4 Brands Supporting Refugees Worldwide

In honour of World Refugee Day, we’re featuring brands that help displaced communities through employment and education initiatives.

Image courtesy of SEP Jordan

Across the world, there are currently over 70 million people who have had to flee violence and from their homes, amongst them nearly 30 million refugees. Some have settled in new countries; others in refugee camps, waiting for safety and some semblance of security.


How can one help? You could donate and certainly every dollar counts, but better yet, give with a purpose knowing that your contribution is impactful and effective.


"I am looking at the refugee situation in the Middle East, and it keeps deteriorating despite the massive amounts of aid poured into the region for over 70 years," says Roberta Ventura, founder and CEO of social enterprise and lifestyle brand, SEP Jordan. "It is just not working."


"Make sure that they can monetise their talent, their skills, their work. Not by donating them money, but by empowering them."


You could start here. Meet the ethical brands that are transparent, sustainable and help our fellow humans secure a better, safer future.



Image courtesy of SEP Jordan

SEP Jordan

What: Hand-embroidered fashion and lifestyle accessories; blending hallmarks of Middle-Eastern craftsmanship with Italian style.

How it supports refugees:

This ethical brand works with over 500 Palestinian and Syrian refugees, as well as Jordanian embroidery artists mainly in the Jerash camp area, in the north of Jordan.


Each piece is embroidered by a single artist; women refugees who are trained at its academy and benefit from above-market rates and performance bonuses.


The aim is for them to gain not only professional and economy stability, but emotional independence. Additionally, for every purchase online during the Covid-19 pandemic, $20 goes to doctor care, disinfectants, hand-sanitisers and medicine in the Jerash camps.



Image courtesy of Vanina

Vanina

What: Handcrafted jewellery, bags and clothes, using upcycling and zero-waste methods.


How it supports refugees:

The eco-luxe brand goes beyond environmental activism. 100% of its products are handcrafted in their workshops in Lebanon, where they collaborate with local NGOs for sourcing and manufacturing.

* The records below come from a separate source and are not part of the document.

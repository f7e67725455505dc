//! Aggregate `index.json` over a repository of schemes.
//!
//! The index is always rebuilt from a full scan of
//! `{parentdir}/primerschemes/{schemename}/{ampliconsize}/{schemeversion}/`,
//! never patched. Scheme records are keyed by their `name/size/version`
//! identity and enriched with raw download URLs.
use std::collections::BTreeMap;
use std::path::{Path, PathBuf};

use log::{debug, info};
use serde::{Deserialize, Serialize};
use walkdir::WalkDir;

use crate::bedfile::BedFile;
use crate::error::{Error, IndexError, Result, SchemeError};
use crate::hashing::{hash_file, md5_hex, PayloadKind};
use crate::repo::{check_location, INFO_JSON, PRIMER_BED, REFERENCE_FASTA};
use crate::schema::{PrimerClass, SchemeInfo};

pub const INDEX_FILE: &str = "index.json";

/// Where download URLs point.
#[derive(Clone, Debug, PartialEq, Eq)]
pub struct UrlTemplate {
    pub server: String,
    pub account: String,
    pub repository: String,
    /// Commit SHA; `main` is used when absent
    pub commit: Option<String>,
}

impl Default for UrlTemplate {
    fn default() -> Self {
        UrlTemplate {
            server: "https://raw.githubusercontent.com".into(),
            account: "quick-lab".into(),
            repository: "primerschemes".into(),
            commit: None,
        }
    }
}

impl UrlTemplate {
    fn url(&self, info: &SchemeInfo, file: &str) -> String {
        format!(
            "{}/{}/{}/{}/{}/{}/{}",
            self.server.trim_end_matches('/'),
            self.account,
            self.repository,
            self.commit.as_deref().unwrap_or("main"),
            info.primerclass,
            info.identity(),
            file
        )
    }
}

/// One scheme version as published in the index.
#[derive(Clone, Debug, PartialEq, Eq, Serialize, Deserialize)]
pub struct IndexEntry {
    #[serde(flatten)]
    pub info: SchemeInfo,
    pub primer_bed_url: String,
    pub reference_fasta_url: String,
    pub info_json_url: String,
}

#[derive(Clone, Debug, Default, PartialEq, Eq, Serialize, Deserialize)]
pub struct Index {
    #[serde(rename = "github-commit-sha", default, skip_serializing_if = "Option::is_none")]
    pub github_commit_sha: Option<String>,
    pub primerschemes: BTreeMap<String, IndexEntry>,
}

impl Index {
    pub fn from_path(path: &Path) -> Result<Index> {
        let text = std::fs::read_to_string(path)?;
        serde_json::from_str(&text).map_err(|e| Error::json(path, e))
    }

    /// Compact JSON with every object's keys sorted.
    pub fn to_json_string(&self) -> serde_json::Result<String> {
        serde_json::to_string(&serde_json::to_value(self)?)
    }
}

/// Scheme version directories, three levels below `root`, sorted. Hidden
/// entries are pruned at every level.
fn version_dirs(root: &Path) -> Vec<PathBuf> {
    WalkDir::new(root)
        .max_depth(3)
        .sort_by_file_name()
        .into_iter()
        .filter_entry(|e| e.depth() == 0 || !e.file_name().to_string_lossy().starts_with('.'))
        .filter_map(|e| e.ok())
        .filter(|e| e.depth() == 3 && e.file_type().is_dir())
        .map(|e| e.into_path())
        .collect()
}

/// Re-derive `articbedversion` and both digests from the payload files.
fn check_payload(dir: &Path, info: &SchemeInfo) -> Result<()> {
    let bed_path = dir.join(PRIMER_BED);
    let bed = BedFile::from_path(&bed_path)?;
    if bed.version != info.articbedversion {
        return Err(SchemeError::invalid(
            bed_path.display().to_string(),
            format!("articbedversion is {} but {PRIMER_BED} is {}", info.articbedversion, bed.version),
        )
        .into());
    }

    let fasta_path = dir.join(REFERENCE_FASTA);
    for (path, computed, stored) in [
        (bed_path, md5_hex(bed.to_canonical_string()), &info.primer_bed_md5),
        (fasta_path.clone(), hash_file(&fasta_path, PayloadKind::Fasta)?, &info.reference_fasta_md5),
    ] {
        if &computed != stored {
            return Err(SchemeError::HashMismatch { path, stored: stored.clone(), computed }.into());
        }
    }
    Ok(())
}

/// Scan `parentdir` and assemble the index without writing it.
///
/// Fails with [`IndexError::IndexAlreadyExists`] if `parentdir/index.json`
/// exists and `force` is unset, with [`IndexError::DuplicateSchemeIdentity`]
/// as soon as two directories declare one identity, and otherwise with
/// [`IndexError::InvalidSchemes`] listing every scheme that failed.
pub fn build_index(parentdir: &Path, urls: &UrlTemplate, force: bool) -> Result<Index> {
    let index_path = parentdir.join(INDEX_FILE);
    if index_path.exists() && !force {
        return Err(IndexError::IndexAlreadyExists(index_path).into());
    }

    let root = parentdir.join(PrimerClass::Primerschemes.as_str());
    let mut seen: BTreeMap<String, PathBuf> = BTreeMap::new();
    let mut entries = BTreeMap::new();
    let mut failures: Vec<(PathBuf, Error)> = Vec::new();

    for dir in version_dirs(&root) {
        let info_path = dir.join(INFO_JSON);
        if !info_path.is_file() {
            failures.push((dir, SchemeError::MissingFile(format!("no {INFO_JSON} found")).into()));
            continue;
        }
        let info = match SchemeInfo::from_path(&info_path).and_then(|i| i.validate().map(|_| i).map_err(Error::from)) {
            Ok(info) => info,
            Err(e) => {
                failures.push((info_path, e));
                continue;
            }
        };

        let key = info.identity().to_string();
        if let Some(first) = seen.get(&key) {
            return Err(IndexError::DuplicateSchemeIdentity { identity: key, first: first.clone(), second: dir }.into());
        }
        seen.insert(key.clone(), dir.clone());

        if let Err(e) = check_location(&info_path, &info.identity()) {
            failures.push((info_path, e.into()));
            continue;
        }
        if let Err(e) = check_payload(&dir, &info) {
            failures.push((info_path, e));
            continue;
        }

        debug!("indexed {key}");
        let entry = IndexEntry {
            primer_bed_url: urls.url(&info, PRIMER_BED),
            reference_fasta_url: urls.url(&info, REFERENCE_FASTA),
            info_json_url: urls.url(&info, INFO_JSON),
            info,
        };
        entries.insert(key, entry);
    }

    if !failures.is_empty() {
        return Err(IndexError::InvalidSchemes(failures).into());
    }
    Ok(Index { github_commit_sha: urls.commit.clone(), primerschemes: entries })
}

/// Build the index and write it to `parentdir/index.json`.
pub fn write_index(parentdir: &Path, urls: &UrlTemplate, force: bool) -> Result<PathBuf> {
    let index = build_index(parentdir, urls, force)?;
    let path = parentdir.join(INDEX_FILE);
    let text = index.to_json_string().map_err(|e| Error::json(&path, e))?;
    std::fs::write(&path, text)?;
    info!("wrote {} with {} scheme(s)", path.display(), index.primerschemes.len());
    Ok(path)
}

#[cfg(test)]
mod tests {
    use super::*;
    use crate::repo::tests::create_example;
    use std::fs;

    fn copy_dir(from: &Path, to: &Path) {
        fs::create_dir_all(to).unwrap();
        for entry in WalkDir::new(from).min_depth(1) {
            let entry = entry.unwrap();
            let dest = to.join(entry.path().strip_prefix(from).unwrap());
            if entry.file_type().is_dir() {
                fs::create_dir_all(&dest).unwrap();
            } else {
                fs::copy(entry.path(), &dest).unwrap();
            }
        }
    }

    #[test]
    fn builds_index_with_urls() {
        let dir = tempfile::tempdir().unwrap();
        create_example(dir.path(), "example-scheme", "v1.0.0");
        create_example(dir.path(), "example-scheme", "v1.1.0");
        fs::create_dir_all(dir.path().join("primerschemes/.git/objects/xx")).unwrap();

        let urls = UrlTemplate { commit: Some("abc123".into()), ..Default::default() };
        let path = write_index(dir.path(), &urls, false).unwrap();
        let index = Index::from_path(&path).unwrap();

        assert_eq!(index.github_commit_sha.as_deref(), Some("abc123"));
        assert_eq!(
            index.primerschemes.keys().collect::<Vec<_>>(),
            ["example-scheme/500/v1.0.0", "example-scheme/500/v1.1.0"]
        );
        let entry = &index.primerschemes["example-scheme/500/v1.0.0"];
        assert_eq!(
            entry.primer_bed_url,
            "https://raw.githubusercontent.com/quick-lab/primerschemes/abc123/primerschemes/example-scheme/500/v1.0.0/primer.bed"
        );
        assert!(entry.info_json_url.ends_with("/v1.0.0/info.json"));

        let text = fs::read_to_string(&path).unwrap();
        assert!(!text.contains('\n'));
        assert!(text.starts_with("{\"github-commit-sha\":\"abc123\",\"primerschemes\":{"));
    }

    #[test]
    fn refuses_existing_index_without_force() {
        let dir = tempfile::tempdir().unwrap();
        create_example(dir.path(), "example-scheme", "v1.0.0");
        write_index(dir.path(), &UrlTemplate::default(), false).unwrap();
        let err = write_index(dir.path(), &UrlTemplate::default(), false).unwrap_err();
        assert!(matches!(err, Error::Index(IndexError::IndexAlreadyExists(_))));
        write_index(dir.path(), &UrlTemplate::default(), true).unwrap();
    }

    #[test]
    fn duplicate_identity_writes_nothing() {
        let dir = tempfile::tempdir().unwrap();
        let info_path = create_example(dir.path(), "example-scheme", "v1.0.0");
        let scheme = info_path.parent().unwrap();
        copy_dir(scheme, &scheme.with_file_name("v1.0.1"));

        let err = write_index(dir.path(), &UrlTemplate::default(), false).unwrap_err();
        assert!(matches!(err, Error::Index(IndexError::DuplicateSchemeIdentity { .. })));
        assert!(!dir.path().join(INDEX_FILE).exists());
    }

    #[test]
    fn invalid_schemes_are_all_reported() {
        let dir = tempfile::tempdir().unwrap();
        let a = create_example(dir.path(), "example-scheme", "v1.0.0");
        let b = create_example(dir.path(), "other-scheme", "v1.0.0");
        fs::write(a.with_file_name(REFERENCE_FASTA), ">MN908947.3\nAAAA\n").unwrap();
        let raw = fs::read_to_string(&b).unwrap().replace("\"draft\"", "\"unknown\"");
        fs::write(&b, raw).unwrap();

        match build_index(dir.path(), &UrlTemplate::default(), false).unwrap_err() {
            Error::Index(IndexError::InvalidSchemes(failures)) => assert_eq!(failures.len(), 2),
            other => panic!("unexpected error {other:?}"),
        }
        assert!(!dir.path().join(INDEX_FILE).exists());
    }

    #[test]
    fn stale_articbedversion_is_rejected() {
        let dir = tempfile::tempdir().unwrap();
        let info_path = create_example(dir.path(), "example-scheme", "v1.0.0");
        let raw = fs::read_to_string(&info_path).unwrap().replace("\"v3.0\"", "\"v1.0\"");
        fs::write(&info_path, raw).unwrap();
        assert_eq!(SchemeInfo::from_path(&info_path).unwrap().articbedversion, crate::bedfile::BedVersion::V1);

        match build_index(dir.path(), &UrlTemplate::default(), false).unwrap_err() {
            Error::Index(IndexError::InvalidSchemes(failures)) => {
                assert_eq!(failures.len(), 1);
                assert!(failures[0].1.to_string().contains("articbedversion"));
            }
            other => panic!("unexpected error {other:?}"),
        }
    }

    #[test]
    fn hidden_directories_are_not_schemes() {
        let dir = tempfile::tempdir().unwrap();
        create_example(dir.path(), "example-scheme", "v1.0.0");
        fs::create_dir_all(dir.path().join("primerschemes/.git/objects/xx")).unwrap();
        fs::create_dir_all(dir.path().join("primerschemes/example-scheme/.cache/tmp")).unwrap();
        fs::create_dir_all(dir.path().join("primerschemes/example-scheme/500/.hidden")).unwrap();
        assert_eq!(
            version_dirs(&dir.path().join("primerschemes")),
            vec![dir.path().join("primerschemes/example-scheme/500/v1.0.0")]
        );
        assert_eq!(build_index(dir.path(), &UrlTemplate::default(), false).unwrap().primerschemes.len(), 1);
    }
}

Their jewellery atelier was set up in the Beqaa Valley with the help of SAWA, a Lebanese NGO supporting Syrian refugees, and their evening bags are created by craftspeople in the Homs refugee camp; giving these artisans the dignity of choice and self-reliance.



Sabah

What: Handmade leather loafers based on a traditional Turkish shoemaking method.

How it supports refugees:

Sabah (it means 'morning' in Turkish) didn’t start off as a social mission business. But the family of shoemakers in Gaziantep, Turkey, that made its first prototype has since expanded into a team of over 30, including a few Syrian refugees due to its proximity. They now work in a healthier, cleaner facility; are paid a living wage and receive healthcare and performance bonuses.

The brand has also introduced a training programme to recruit and train craftsmen within the workshop.





Muhra

What: Handmade jewellery, accessories and T-shirts

How it supports refugees:

The brand is an initiative of Small Projects Instanbul, an NGO established in 2015 to support those displaced by conflict in Syria, the Middles East and the North Africa Region. Through Muhra, women refugees learn various techniques and skills, including supplemental education and language training to help them become self-sufficient.

The products are sent to fair trade stores around the world, and through these alliances and donations, the women are able to make a small income and given a chance to rebuild their lives.